All the entries that follow must be written out again exactly.

┄┄┄┄┄┄┄┄┄┄┄┄┄┄┄┄┄┄┄┄

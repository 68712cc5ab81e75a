//! NBP REST API client.

use crate::config::NbpConfig;
use crate::error::{FetchError, FetchResult};
use crate::exchange::traits::RateSource;
use crate::exchange::types::*;
use anyhow::{Context, Result};
use async_trait::async_trait;
use chrono::NaiveDate;
use reqwest::{header, Client, StatusCode};
use std::time::Duration;
use tracing::{debug, instrument};

/// Client for the NBP exchange rates API.
#[derive(Debug, Clone)]
pub struct NbpClient {
    http: Client,
    base_url: String,
    table: String,
    currency: String,
}

impl NbpClient {
    /// Create a new NBP client from configuration.
    pub fn new(config: &NbpConfig) -> Result<Self> {
        let http = Client::builder()
            .timeout(Duration::from_secs(config.timeout_secs))
            .build()
            .context("Failed to create HTTP client")?;

        Ok(Self {
            http,
            base_url: config.base_url.trim_end_matches('/').to_string(),
            table: config.table.to_lowercase(),
            currency: config.currency.to_lowercase(),
        })
    }

    /// Upper-case currency code, for display.
    pub fn currency_code(&self) -> String {
        self.currency.to_uppercase()
    }

    fn rate_url(&self, date: NaiveDate) -> String {
        format!(
            "{}/exchangerates/rates/{}/{}/{}/",
            self.base_url,
            self.table,
            self.currency,
            date.format("%Y-%m-%d")
        )
    }

    /// Get the mid rate published for `date`.
    ///
    /// HTTP 404 is how NBP says "no table for this date" and maps to `None`.
    #[instrument(skip(self), fields(currency = %self.currency))]
    pub async fn get_rate(&self, date: NaiveDate) -> FetchResult<Option<RateQuote>> {
        let url = self.rate_url(date);
        let response = self
            .http
            .get(&url)
            .header(header::ACCEPT, "application/json")
            .send()
            .await
            .map_err(|source| FetchError::Transport { date, source })?;

        let status = response.status();
        if status == StatusCode::NOT_FOUND {
            debug!("No rate published for {}", date);
            return Ok(None);
        }
        if !status.is_success() {
            let body = response.text().await.unwrap_or_default();
            return Err(FetchError::UnexpectedStatus { date, status, body });
        }

        let body = response
            .text()
            .await
            .map_err(|source| FetchError::Transport { date, source })?;

        let series: ExchangeRatesSeries = serde_json::from_str(&body)
            .map_err(|source| FetchError::MalformedResponse { date, source })?;

        series
            .first_quote()
            .map(Some)
            .ok_or(FetchError::EmptyRates { date })
    }
}

#[async_trait]
impl RateSource for NbpClient {
    async fn fetch_rate(&self, date: NaiveDate) -> FetchResult<Option<RateQuote>> {
        self.get_rate(date).await
    }
}

#[cfg(test)]
mod tests {
    use super::*;
    use rust_decimal_macros::dec;
    use wiremock::matchers::{header as header_eq, method, path};
    use wiremock::{Mock, MockServer, ResponseTemplate};

    fn client_for(server: &MockServer) -> NbpClient {
        let config = NbpConfig {
            base_url: server.uri(),
            ..NbpConfig::default()
        };
        NbpClient::new(&config).unwrap()
    }

    fn date(y: i32, m: u32, d: u32) -> NaiveDate {
        NaiveDate::from_ymd_opt(y, m, d).unwrap()
    }

    #[tokio::test]
    async fn test_found_rate() {
        let server = MockServer::start().await;
        Mock::given(method("GET"))
            .and(path("/exchangerates/rates/a/usd/2024-02-02/"))
            .and(header_eq("accept", "application/json"))
            .respond_with(ResponseTemplate::new(200).set_body_string(
                r#"{"table":"A","currency":"dolar amerykański","code":"USD",
                    "rates":[{"no":"024/A/NBP/2024","effectiveDate":"2024-02-02","mid":3.9725}]}"#,
            ))
            .expect(1)
            .mount(&server)
            .await;

        let quote = client_for(&server)
            .get_rate(date(2024, 2, 2))
            .await
            .unwrap()
            .unwrap();

        assert_eq!(quote.rate, dec!(3.9725));
        assert_eq!(quote.effective_date, date(2024, 2, 2));
    }

    #[tokio::test]
    async fn test_not_found_is_none() {
        let server = MockServer::start().await;
        Mock::given(method("GET"))
            .and(path("/exchangerates/rates/a/usd/2024-02-03/"))
            .respond_with(ResponseTemplate::new(404).set_body_string("404 NotFound - Not Found - Brak danych"))
            .mount(&server)
            .await;

        let result = client_for(&server).get_rate(date(2024, 2, 3)).await.unwrap();
        assert!(result.is_none());
    }

    #[tokio::test]
    async fn test_server_error_is_fatal() {
        let server = MockServer::start().await;
        Mock::given(method("GET"))
            .respond_with(ResponseTemplate::new(500).set_body_string("boom"))
            .mount(&server)
            .await;

        let err = client_for(&server)
            .get_rate(date(2024, 2, 2))
            .await
            .unwrap_err();

        match err {
            FetchError::UnexpectedStatus { status, body, .. } => {
                assert_eq!(status, StatusCode::INTERNAL_SERVER_ERROR);
                assert_eq!(body, "boom");
            }
            other => panic!("unexpected error: {other:?}"),
        }
    }

    #[tokio::test]
    async fn test_bad_request_is_fatal() {
        let server = MockServer::start().await;
        Mock::given(method("GET"))
            .respond_with(ResponseTemplate::new(400).set_body_string("400 BadRequest"))
            .mount(&server)
            .await;

        let err = client_for(&server)
            .get_rate(date(2024, 2, 2))
            .await
            .unwrap_err();
        assert!(matches!(err, FetchError::UnexpectedStatus { .. }));
    }

    #[tokio::test]
    async fn test_malformed_body() {
        let server = MockServer::start().await;
        Mock::given(method("GET"))
            .respond_with(ResponseTemplate::new(200).set_body_string("<html>maintenance</html>"))
            .mount(&server)
            .await;

        let err = client_for(&server)
            .get_rate(date(2024, 2, 2))
            .await
            .unwrap_err();
        assert!(matches!(err, FetchError::MalformedResponse { .. }));
    }

    #[tokio::test]
    async fn test_empty_rates() {
        let server = MockServer::start().await;
        Mock::given(method("GET"))
            .respond_with(
                ResponseTemplate::new(200).set_body_string(r#"{"table":"A","code":"USD","rates":[]}"#),
            )
            .mount(&server)
            .await;

        let err = client_for(&server)
            .get_rate(date(2024, 2, 2))
            .await
            .unwrap_err();
        assert!(matches!(err, FetchError::EmptyRates { .. }));
    }

    #[test]
    fn test_rate_url_normalizes_config() {
        let config = NbpConfig {
            base_url: "https://api.nbp.pl/api/".to_string(),
            table: "A".to_string(),
            currency: "EUR".to_string(),
            ..NbpConfig::default()
        };
        let client = NbpClient::new(&config).unwrap();

        assert_eq!(
            client.rate_url(date(2024, 1, 5)),
            "https://api.nbp.pl/api/exchangerates/rates/a/eur/2024-01-05/"
        );
        assert_eq!(client.currency_code(), "EUR");
    }

    #[tokio::test]
    #[ignore] // Requires network access
    async fn test_live_fetch() {
        let client = NbpClient::new(&NbpConfig::default()).unwrap();
        let quote = client.get_rate(date(2024, 2, 2)).await.unwrap();

        assert!(quote.is_some());
        println!("USD mid rate: {}", quote.unwrap());
    }
}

┄┄┄┄┄┄┄┄┄┄┄┄┄┄┄┄┄┄┄┄

**THE ANSWER:**
repository 68712cc5ab81e75a
//! NBP REST API client.

use crate::config::NbpConfig;
use crate::error::{FetchError, FetchResult};
use crate::exchange::traits::RateSource;
use crate::exchange::types::*;
use anyhow::{Context, Result};
use async_trait::async_trait;
use chrono::NaiveDate;
use reqwest::{header, Client, StatusCode};
use std::time::Duration;
use tracing::{debug, instrument};

/// Client for the NBP exchange rates API.
#[derive(Debug, Clone)]
pub struct NbpClient {
    http: Client,
    base_url: String,
    table: String,
    currency: String,
}

impl NbpClient {
    /// Create a new NBP client from configuration.
    pub fn new(config: &NbpConfig) -> Result<Self> {
        let http = Client::builder()
            .timeout(Duration::from_secs(config.timeout_secs))
            .build()
            .context("Failed to create HTTP client")?;

        Ok(Self {
            http,
            base_url: config.base_url.trim_end_matches('/').to_string(),
            table: config.table.to_lowercase(),
            currency: config.currency.to_lowercase(),
        })
    }

    /// Upper-case currency code, for display.
    pub fn currency_code(&self) -> String {
        self.currency.to_uppercase()
    }

    fn rate_url(&self, date: NaiveDate) -> String {
        format!(
            "{}/exchangerates/rates/{}/{}/{}/",
            self.base_url,
            self.table,
            self.currency,
            date.format("%Y-%m-%d")
        )
    }

    /// Get the mid rate published for `date`.
    ///
    /// HTTP 404 is how NBP says "no table for this date" and maps to `None`.
    #[instrument(skip(self), fields(currency = %self.currency))]
    pub async fn get_rate(&self, date: NaiveDate) -> FetchResult<Option<RateQuote>> {
        let url = self.rate_url(date);
        let response = self
            .http
            .get(&url)
            .header(header::ACCEPT, "application/json")
            .send()
            .await
            .map_err(|source| FetchError::Transport { date, source })?;

        let status = response.status();
        if status == StatusCode::NOT_FOUND {
            debug!("No rate published for {}", date);
            return Ok(None);
        }
        if !status.is_success() {
            let body = response.text().await.unwrap_or_default();
            return Err(FetchError::UnexpectedStatus { date, status, body });
        }

        let body = response
            .text()
            .await
            .map_err(|source| FetchError::Transport { date, source })?;

        let series: ExchangeRatesSeries = serde_json::from_str(&body)
            .map_err(|source| FetchError::MalformedResponse { date, source })?;

        series
            .first_quote()
            .map(Some)
            .ok_or(FetchError::EmptyRates { date })
    }
}

#[async_trait]
impl RateSource for NbpClient {
    async fn fetch_rate(&self, date: NaiveDate) -> FetchResult<Option<RateQuote>> {
        self.get_rate(date).await
    }
}

#[cfg(test)]
mod tests {
    use super::*;
    use rust_decimal_macros::dec;
    use wiremock::matchers::{header as header_eq, method, path};
    use wiremock::{Mock, MockServer, ResponseTemplate};

    fn client_for(server: &MockServer) -> NbpClient {
        let config = NbpConfig {
            base_url: server.uri(),
            ..NbpConfig::default()
        };
        NbpClient::new(&config).unwrap()
    }

    fn date(y: i32, m: u32, d: u32) -> NaiveDate {
        NaiveDate::from_ymd_opt(y, m, d).unwrap()
    }

    #[tokio::test]
    async fn test_found_rate() {
        let server = MockServer::start().await;
        Mock::given(method("GET"))
            .and(path("/exchangerates/rates/a/usd/2024-02-02/"))
            .and(header_eq("accept", "application/json"))
            .respond_with(ResponseTemplate::new(200).set_body_string(
                r#"{"table":"A","currency":"dolar amerykański","code":"USD",
                    "rates":[{"no":"024/A/NBP/2024","effectiveDate":"2024-02-02","mid":3.9725}]}"#,
            ))
            .expect(1)
            .mount(&server)
            .await;

        let quote = client_for(&server)
            .get_rate(date(2024, 2, 2))
            .await
            .unwrap()
            .unwrap();

        assert_eq!(quote.rate, dec!(3.9725));
        assert_eq!(quote.effective_date, date(2024, 2, 2));
    }

    #[tokio::test]
    async fn test_not_found_is_none() {
        let server = MockServer::start().await;
        Mock::given(method("GET"))
            .and(path("/exchangerates/rates/a/usd/2024-02-03/"))
            .respond_with(ResponseTemplate::new(404).set_body_string("404 NotFound - Not Found - Brak danych"))
            .mount(&server)
            .await;

        let result = client_for(&server).get_rate(date(2024, 2, 3)).await.unwrap();
        assert!(result.is_none());
    }

    #[tokio::test]
    async fn test_server_error_is_fatal() {
        let server = MockServer::start().await;
        Mock::given(method("GET"))
            .respond_with(ResponseTemplate::new(500).set_body_string("boom"))
            .mount(&server)
            .await;

        let err = client_for(&server)
            .get_rate(date(2024, 2, 2))
            .await
            .unwrap_err();

        match err {
            FetchError::UnexpectedStatus { status, body, .. } => {
                assert_eq!(status, StatusCode::INTERNAL_SERVER_ERROR);
                assert_eq!(body, "boom");
            }
            other => panic!("unexpected error: {other:?}"),
        }
    }

    #[tokio::test]
    async fn test_bad_request_is_fatal() {
        let server = MockServer::start().await;
        Mock::given(method("GET"))
            .respond_with(ResponseTemplate::new(400).set_body_string("400 BadRequest"))
            .mount(&server)
            .await;

        let err = client_for(&server)
            .get_rate(date(2024, 2, 2))
            .await
            .unwrap_err();
        assert!(matches!(err, FetchError::UnexpectedStatus { .. }));
    }

    #[tokio::test]
    async fn test_malformed_body() {
        let server = MockServer::start().await;
        Mock::given(method("GET"))
            .respond_with(ResponseTemplate::new(200).set_body_string("<html>maintenance</html>"))
            .mount(&server)
            .await;

        let err = client_for(&server)
            .get_rate(date(2024, 2, 2))
            .await
            .unwrap_err();
        assert!(matches!(err, FetchError::MalformedResponse { .. }));
    }

    #[tokio::test]
    async fn test_empty_rates() {
        let server = MockServer::start().await;
        Mock::given(method("GET"))
            .respond_with(
                ResponseTemplate::new(200).set_body_string(r#"{"table":"A","code":"USD","rates":[]}"#),
            )
            .mount(&server)
            .await;

        let err = client_for(&server)
            .get_rate(date(2024, 2, 2))
            .await
            .unwrap_err();
        assert!(matches!(err, FetchError::EmptyRates { .. }));
    }

    #[test]
    fn test_rate_url_normalizes_config() {
        let config = NbpConfig {
            base_url: "https://api.nbp.pl/api/".to_string(),
            table: "A".to_string(),
            currency: "EUR".to_string(),
            ..NbpConfig::default()
        };
        let client = NbpClient::new(&config).unwrap();

        assert_eq!(
            client.rate_url(date(2024, 1, 5)),
            "https://api.nbp.pl/api/exchangerates/rates/a/eur/2024-01-05/"
        );
        assert_eq!(client.currency_code(), "EUR");
    }

    #[tokio::test]
    #[ignore] // Requires network access
    async fn test_live_fetch() {
        let client = NbpClient::new(&NbpConfig::default()).unwrap();
        let quote = client.get_rate(date(2024, 2, 2)).await.unwrap();

        assert!(quote.is_some());
        println!("USD mid rate: {}", quote.unwrap());
    }
}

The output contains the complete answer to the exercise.